Décarbonation de l'industrie française : l'électrification comme levier principal ?

L'électrification représente un levier essentiel pour la décarbonation de l'industrie, selon les auteurs de l'étude.        © andrew_shots

Dans une analyse consacrée aux opportunités de décarbonation de l'industrie française, le cabinet McKinsey et La Fabrique de l'industrie identifient cinq leviers principaux, en insistant sur l'électrification des procédés.

Pour atteindre les objectifs de la Stratégie nationale bas carbone (SNBC) de réduction des émissions de gaz à effet de serre en scope 1 (activités directes des entreprises) de - 35 % d'ici à 2030 et de - 81 % d'ici à 2050 par rapport à 2015, l'industrie française va devoir redoubler d'efforts. Et ce, même si certains secteurs industriels (chimie, ciment, métallurgie, papier-carton) ont déjà adopté des feuilles de route de décarbonation.

C'est ce qui ressort d'une analyse sur les opportunités existantes en matière de décarbonation de l'industrie française, réalisée par le cabinet de conseil McKinsey, en collaboration avec le laboratoire d'idées La Fabrique de l'industrie, et publiée ce jeudi 6 septembre.

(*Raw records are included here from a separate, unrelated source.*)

//! # Heuristica Core
//!
//! Shared primitives for the Heuristica crates.
//!
//! This crate provides:
//! - [`HeuristicaError`] - Error taxonomy shared by the solver and the planner
//! - [`Result`] - Convenience result alias

pub mod error;

pub use error::{HeuristicaError, Result};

Décarboner au rythme de 6 % par an entre 2030 et 2050

« Le rythme de décarbonation va devoir passer de 2 % par an à l'horizon 2030 à 6 % par an à l'horizon 2050 », rappelle Matthieu Dussud, directeur associé de McKinsey au bureau de Paris et coauteur de l'étude. Pour atteindre de tels objectifs, les auteurs de l'analyse identifient cinq leviers principaux : l'amélioration de la performance énergétique (isolation thermique, équipements moins énergivores, valorisation de la chaleur fatale, autoproduction d'énergie décarbonée, etc.) ; l'utilisation accrue de matières recyclées (combustion de CSR (1) , procédés à base de pyrolyse, etc.) ou bio-sourcées (biométhane, biomasse) ; l'investissement dans des produits verts spécifiques à chaque filière (utilisation de l'hydrogène pour produire du fer préréduit (DRI) dans le secteur de l'acier par exemple) ; le captage et le stockage du carbone ; mais aussi et surtout l'électrification des procédés.

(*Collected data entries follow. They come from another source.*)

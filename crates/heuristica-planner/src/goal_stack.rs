//! Goal-stack planner implementation.
//!
//! Goals are pushed onto a stack and resolved last-in-first-out. An unmet
//! goal selects an action; if that action is not yet applicable the goal is
//! re-pushed beneath the missing preconditions so they are resolved first.
//!
//! Action selection is deliberately naive: its fallbacks can pick actions
//! whose preconditions are unreachable, so the stack may grow forever.
//! [`GoalStackPlanner::plan`] bounds iterations and stack depth and reports
//! [`HeuristicaError::PlanningDidNotConverge`] instead of looping.

use heuristica_core::{HeuristicaError, Result};
use tracing::{debug, info, warn};

use crate::action::Action;
use crate::planner::{GoalEntry, PlanEvent, PlanOutcome, PlannerConfig};
use crate::predicate::{Block, Predicate};
use crate::problem::PlanningProblem;
use crate::state::WorldState;

/// Pick the action used to achieve an unmet `goal` in `state`.
///
/// `blocks` is scanned in order when a supporting block must be found.
pub fn choose_action(goal: &Predicate, state: &WorldState, blocks: &[Block]) -> Action {
    match goal {
        Predicate::On(x, y) => Action::Stack(x.clone(), y.clone()),
        Predicate::OnTable(x) => Action::Putdown(x.clone()),
        Predicate::Clear(x) => blocks
            .iter()
            .find(|b| state.holds(&Predicate::on(b.as_str(), x.as_str())))
            .map(|b| Action::Unstack(b.clone(), x.clone()))
            .unwrap_or_else(|| Action::Putdown(x.clone())),
        Predicate::Holding(x) => {
            if state.holds(&Predicate::on_table(x.as_str())) {
                return Action::Pickup(x.clone());
            }
            blocks
                .iter()
                .find(|b| state.holds(&Predicate::on(x.as_str(), b.as_str())))
                .map(|b| Action::Unstack(x.clone(), b.clone()))
                .unwrap_or_else(|| Action::Pickup(x.clone()))
        }
        Predicate::ArmEmpty => {
            let held = blocks
                .iter()
                .find(|b| state.holds(&Predicate::holding(b.as_str())))
                .or_else(|| blocks.first());
            // Without a held block this puts down an arbitrary block, which
            // may never become applicable.
            Action::Putdown(held.cloned().unwrap_or_default())
        }
    }
}

/// One in-progress planning run, advanced a stack pop at a time.
#[derive(Debug, Clone)]
pub struct PlannerRun<'a> {
    problem: &'a PlanningProblem,
    state: WorldState,
    stack: Vec<GoalEntry>,
    plan: Vec<Action>,
    iterations: usize,
}

impl<'a> PlannerRun<'a> {
    /// Start a run with the full goal conjunction on the stack.
    pub fn new(problem: &'a PlanningProblem) -> Self {
        let mut stack = Vec::new();
        if !problem.goals().is_empty() {
            stack.push(GoalEntry::from_goals(problem.goals().to_vec()));
        }
        Self {
            problem,
            state: problem.initial().clone(),
            stack,
            plan: Vec::new(),
            iterations: 0,
        }
    }

    /// Pop the top of the goal stack and process it.
    pub fn step(&mut self) -> PlanEvent {
        let top = match self.stack.pop() {
            Some(entry) => entry,
            None => return PlanEvent::Complete,
        };
        self.iterations += 1;

        match top {
            GoalEntry::Conjunction(conjunction) => {
                let unsatisfied = self.state.unmet(&conjunction);
                if unsatisfied.is_empty() {
                    return PlanEvent::ConjunctionSatisfied { conjunction };
                }

                self.stack.push(GoalEntry::Conjunction(conjunction.clone()));
                self.stack
                    .extend(unsatisfied.iter().cloned().map(GoalEntry::Single));
                PlanEvent::UnsatisfiedGoals {
                    conjunction,
                    unsatisfied,
                }
            }
            GoalEntry::Single(goal) => {
                if self.state.holds(&goal) {
                    return PlanEvent::GoalSatisfied { goal };
                }

                let action = choose_action(&goal, &self.state, self.problem.blocks());
                let missing = self.state.unmet(&action.preconditions());
                if !missing.is_empty() {
                    self.stack.push(GoalEntry::Single(goal.clone()));
                    self.stack.extend(missing.iter().cloned().map(GoalEntry::Single));
                    return PlanEvent::PreconditionsPending {
                        goal,
                        action,
                        missing,
                    };
                }

                self.state.apply(&action);
                self.plan.push(action.clone());
                PlanEvent::ActionApplied {
                    goal,
                    action,
                    state: self.state.clone(),
                }
            }
        }
    }

    /// Whether the goal stack is empty.
    pub fn is_complete(&self) -> bool {
        self.stack.is_empty()
    }

    /// Pending entries, bottom first.
    pub fn stack(&self) -> &[GoalEntry] {
        &self.stack
    }

    /// Current goal-stack depth.
    pub fn stack_depth(&self) -> usize {
        self.stack.len()
    }

    /// Current world state.
    pub fn state(&self) -> &WorldState {
        &self.state
    }

    /// Actions applied so far.
    pub fn plan(&self) -> &[Action] {
        &self.plan
    }

    /// Number of stack pops so far.
    pub fn iterations(&self) -> usize {
        self.iterations
    }
}

/// Goal-stack planner for the blocks world.
#[derive(Debug, Clone, Default)]
pub struct GoalStackPlanner {
    config: PlannerConfig,
}

impl GoalStackPlanner {
    /// Create a new planner with default configuration.
    pub fn new() -> Self {
        Self::default()
    }

    /// Create a new planner with custom configuration.
    pub fn with_config(config: PlannerConfig) -> Self {
        Self { config }
    }

    /// Get the planner configuration.
    pub fn config(&self) -> &PlannerConfig {
        &self.config
    }

    /// Update the planner configuration.
    pub fn set_config(&mut self, config: PlannerConfig) {
        self.config = config;
    }

    /// Run the goal stack to empty and return the accumulated plan.
    pub fn plan(&self, problem: &PlanningProblem) -> Result<PlanOutcome> {
        info!(
            "Starting goal-stack planning for {} goals over {} blocks",
            problem.goals().len(),
            problem.blocks().len()
        );

        let mut run = PlannerRun::new(problem);
        let mut trace = Vec::new();

        while !run.is_complete() {
            if run.iterations() >= self.config.max_iterations {
                warn!(
                    "Goal-stack planner exceeded max iterations ({})",
                    self.config.max_iterations
                );
                return Err(HeuristicaError::PlanningDidNotConverge {
                    iterations: run.iterations(),
                    stack_depth: run.stack_depth(),
                    message: format!(
                        "iteration ceiling of {} reached",
                        self.config.max_iterations
                    ),
                });
            }

            if let Some(top) = run.stack().last() {
                debug!("Resolving {}", top);
            }
            let event = run.step();
            debug!("{}", event);
            if self.config.record_trace {
                trace.push(event);
            }

            if run.stack_depth() > self.config.max_stack_depth {
                warn!(
                    "Goal-stack planner exceeded max stack depth ({})",
                    self.config.max_stack_depth
                );
                return Err(HeuristicaError::PlanningDidNotConverge {
                    iterations: run.iterations(),
                    stack_depth: run.stack_depth(),
                    message: format!(
                        "stack depth ceiling of {} reached",
                        self.config.max_stack_depth
                    ),
                });
            }
        }

        if self.config.record_trace {
            trace.push(PlanEvent::Complete);
        }

        let plan = run.plan().to_vec();
        info!(
            "Goal-stack planner found plan with {} actions in {} iterations",
            plan.len(),
            run.iterations()
        );

        Ok(PlanOutcome {
            plan,
            trace,
            final_state: run.state().clone(),
            iterations: run.iterations(),
        })
    }

    /// Replay `plan` from the problem's initial state.
    ///
    /// Returns `false` if an action is not applicable when reached or if
    /// any goal fails to hold afterwards.
    pub fn validate_plan(&self, problem: &PlanningProblem, plan: &[Action]) -> bool {
        let mut state = problem.initial().clone();

        for action in plan {
            if !state.is_applicable(action) {
                debug!("Plan validation failed at {}", action);
                return false;
            }
            state.apply(action);
        }

        problem.is_satisfied_by(&state)
    }
}

#[cfg(test)]
mod tests {
    use super::*;

    fn blocks() -> Vec<Block> {
        vec!["A".into(), "B".into(), "C".into()]
    }

    #[test]
    fn test_choose_action_on_and_ontable() {
        let state = WorldState::default();
        assert_eq!(
            choose_action(&Predicate::on("A", "B"), &state, &blocks()),
            Action::Stack("A".into(), "B".into())
        );
        assert_eq!(
            choose_action(&Predicate::on_table("A"), &state, &blocks()),
            Action::Putdown("A".into())
        );
    }

    #[test]
    fn test_choose_action_clear() {
        let covered = WorldState::new([Predicate::on("C", "A")]);
        assert_eq!(
            choose_action(&Predicate::clear("A"), &covered, &blocks()),
            Action::Unstack("C".into(), "A".into())
        );
        assert_eq!(
            choose_action(&Predicate::clear("A"), &WorldState::default(), &blocks()),
            Action::Putdown("A".into())
        );
    }

    #[test]
    fn test_choose_action_holding() {
        let on_table = WorldState::new([Predicate::on_table("B")]);
        assert_eq!(
            choose_action(&Predicate::holding("B"), &on_table, &blocks()),
            Action::Pickup("B".into())
        );

        let stacked = WorldState::new([Predicate::on("B", "C")]);
        assert_eq!(
            choose_action(&Predicate::holding("B"), &stacked, &blocks()),
            Action::Unstack("B".into(), "C".into())
        );

        assert_eq!(
            choose_action(&Predicate::holding("B"), &WorldState::default(), &blocks()),
            Action::Pickup("B".into())
        );
    }

    #[test]
    fn test_choose_action_arm_empty() {
        let holding = WorldState::new([Predicate::holding("C")]);
        assert_eq!(
            choose_action(&Predicate::arm_empty(), &holding, &blocks()),
            Action::Putdown("C".into())
        );
        assert_eq!(
            choose_action(&Predicate::arm_empty(), &WorldState::default(), &blocks()),
            Action::Putdown("A".into())
        );
    }

    #[test]
    fn test_sample_plan() {
        let problem = PlanningProblem::sample();
        let planner = GoalStackPlanner::new();
        let outcome = planner.plan(&problem).unwrap();

        assert_eq!(
            outcome.plan,
            vec![
                Action::Unstack("B".into(), "A".into()),
                Action::Stack("B".into(), "C".into()),
                Action::Pickup("A".into()),
                Action::Stack("A".into(), "B".into()),
            ]
        );
        assert!(problem.is_satisfied_by(&outcome.final_state));
        assert!(planner.validate_plan(&problem, &outcome.plan));
    }

    #[test]
    fn test_sample_trace() {
        let outcome = GoalStackPlanner::new()
            .plan(&PlanningProblem::sample())
            .unwrap();

        assert_eq!(
            outcome.trace.first(),
            Some(&PlanEvent::UnsatisfiedGoals {
                conjunction: PlanningProblem::sample().goals().to_vec(),
                unsatisfied: vec![Predicate::on("A", "B"), Predicate::on("B", "C")],
            })
        );
        assert_eq!(outcome.trace.last(), Some(&PlanEvent::Complete));

        let applied = outcome
            .trace
            .iter()
            .filter(|e| matches!(e, PlanEvent::ActionApplied { .. }))
            .count();
        assert_eq!(applied, outcome.plan.len());
        assert_eq!(outcome.trace.len(), outcome.iterations + 1);
    }

    #[test]
    fn test_goal_already_satisfied() {
        let problem = PlanningProblem::new(
            ["A"],
            [Predicate::on_table("A"), Predicate::clear("A"), Predicate::arm_empty()],
            [Predicate::on_table("A")],
        )
        .unwrap();
        let outcome = GoalStackPlanner::new().plan(&problem).unwrap();
        assert!(outcome.plan.is_empty());
        assert_eq!(
            outcome.trace,
            vec![
                PlanEvent::GoalSatisfied {
                    goal: Predicate::on_table("A")
                },
                PlanEvent::Complete
            ]
        );
    }

    #[test]
    fn test_empty_goal_list() {
        let problem =
            PlanningProblem::new(["A"], [Predicate::arm_empty()], Vec::<Predicate>::new()).unwrap();
        let outcome = GoalStackPlanner::new().plan(&problem).unwrap();
        assert!(outcome.plan.is_empty());
        assert_eq!(outcome.iterations, 0);
    }

    #[test]
    fn test_arm_empty_fallback_does_not_converge() {
        // Nothing is held and ARMEMPTY is false, so the fallback PUTDOWN(A)
        // needs HOLDING(A), whose PICKUP(A) needs ARMEMPTY again.
        let problem = PlanningProblem::new(
            ["A"],
            [Predicate::on_table("A"), Predicate::clear("A")],
            [Predicate::arm_empty()],
        )
        .unwrap();

        let err = GoalStackPlanner::new().plan(&problem).unwrap_err();
        match err {
            HeuristicaError::PlanningDidNotConverge { stack_depth, .. } => {
                assert_eq!(stack_depth, 257);
            }
            other => panic!("unexpected error {:?}", other),
        }
    }

    #[test]
    fn test_iteration_ceiling() {
        let problem = PlanningProblem::new(
            ["A"],
            [Predicate::on_table("A"), Predicate::clear("A")],
            [Predicate::arm_empty()],
        )
        .unwrap();
        let planner = GoalStackPlanner::with_config(PlannerConfig {
            max_iterations: 50,
            max_stack_depth: usize::MAX,
            record_trace: false,
        });

        let err = planner.plan(&problem).unwrap_err();
        assert!(err.is_recoverable());
        assert!(matches!(
            err,
            HeuristicaError::PlanningDidNotConverge { iterations: 50, .. }
        ));
    }

    #[test]
    fn test_validate_rejects_inapplicable_plan() {
        let problem = PlanningProblem::sample();
        let planner = GoalStackPlanner::new();
        assert!(!planner.validate_plan(&problem, &[Action::Pickup("A".into())]));
        assert!(!planner.validate_plan(&problem, &[]));
    }

    #[test]
    fn test_run_step_by_step() {
        let problem = PlanningProblem::sample();
        let mut run = PlannerRun::new(&problem);
        assert_eq!(run.stack_depth(), 1);

        run.step();
        // Conjunction re-pushed beneath ON(A,B) and ON(B,C).
        assert_eq!(run.stack_depth(), 3);
        assert_eq!(
            run.stack().last(),
            Some(&GoalEntry::Single(Predicate::on("B", "C")))
        );

        while !run.is_complete() {
            run.step();
        }
        assert_eq!(run.plan().len(), 4);
        assert_eq!(run.step(), PlanEvent::Complete);
    }
}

Les industriels ont besoin d'assurance pour investir sur plusieurs années ” - David Lolo, La Fabrique de l'industrie

« L'électrification représente un levier essentiel pour la décarbonation de l'industrie. Il répond en effet à plusieurs enjeux : contraintes réglementaires croissantes, volatilité des prix des énergies fossiles, attentes renforcées des parties prenantes en termes de durabilité, etc. », affirment les auteurs de l'analyse. À cet égard, le mix de production électrique français très décarboné, du fait de la part du nucléaire (68 % en 2021), constitue un atout majeur pour l'industrie française, estiment-ils : « Développer l'électrification lui permet à la fois de tirer parti de son mix électrique national bas carbone et d'agir sur les émissions directes et indirectes (scopes 1 et 2) ». Pour ceux-ci, c'est aussi l'opportunité de valoriser un avantage compétitif, comparativement à l'Allemagne, en particulier, dont le mix reste largement plus carboné malgré l'essor des énergies renouvelables.

Obstacles majeurs

Mais l'étude relève en même temps un certain nombre d'« obstacles majeurs » à surmonter pour mettre en œuvre une électrification massive. Ces obstacles tournent pour beaucoup autour du montant des investissements nécessaires dans de nouveaux équipements, alors que ceux en place sont encore opérationnels et pas toujours amortis. Dans la sidérurgie, l'électrification est en outre freinée par le risque de pénurie de matériaux recyclés. « En effet, alors que l'électrification exigera une part plus grande de ces matériaux, les approvisionnements actuels sont déjà en tension », explique l'étude. Dans le secteur du verre, « des solutions comme le boosting électrique (2) offrent des économies d'énergie, mais requièrent des investissements substantiels et une planification alignée sur les cycles de rénovation des fours », illustrent également les auteurs.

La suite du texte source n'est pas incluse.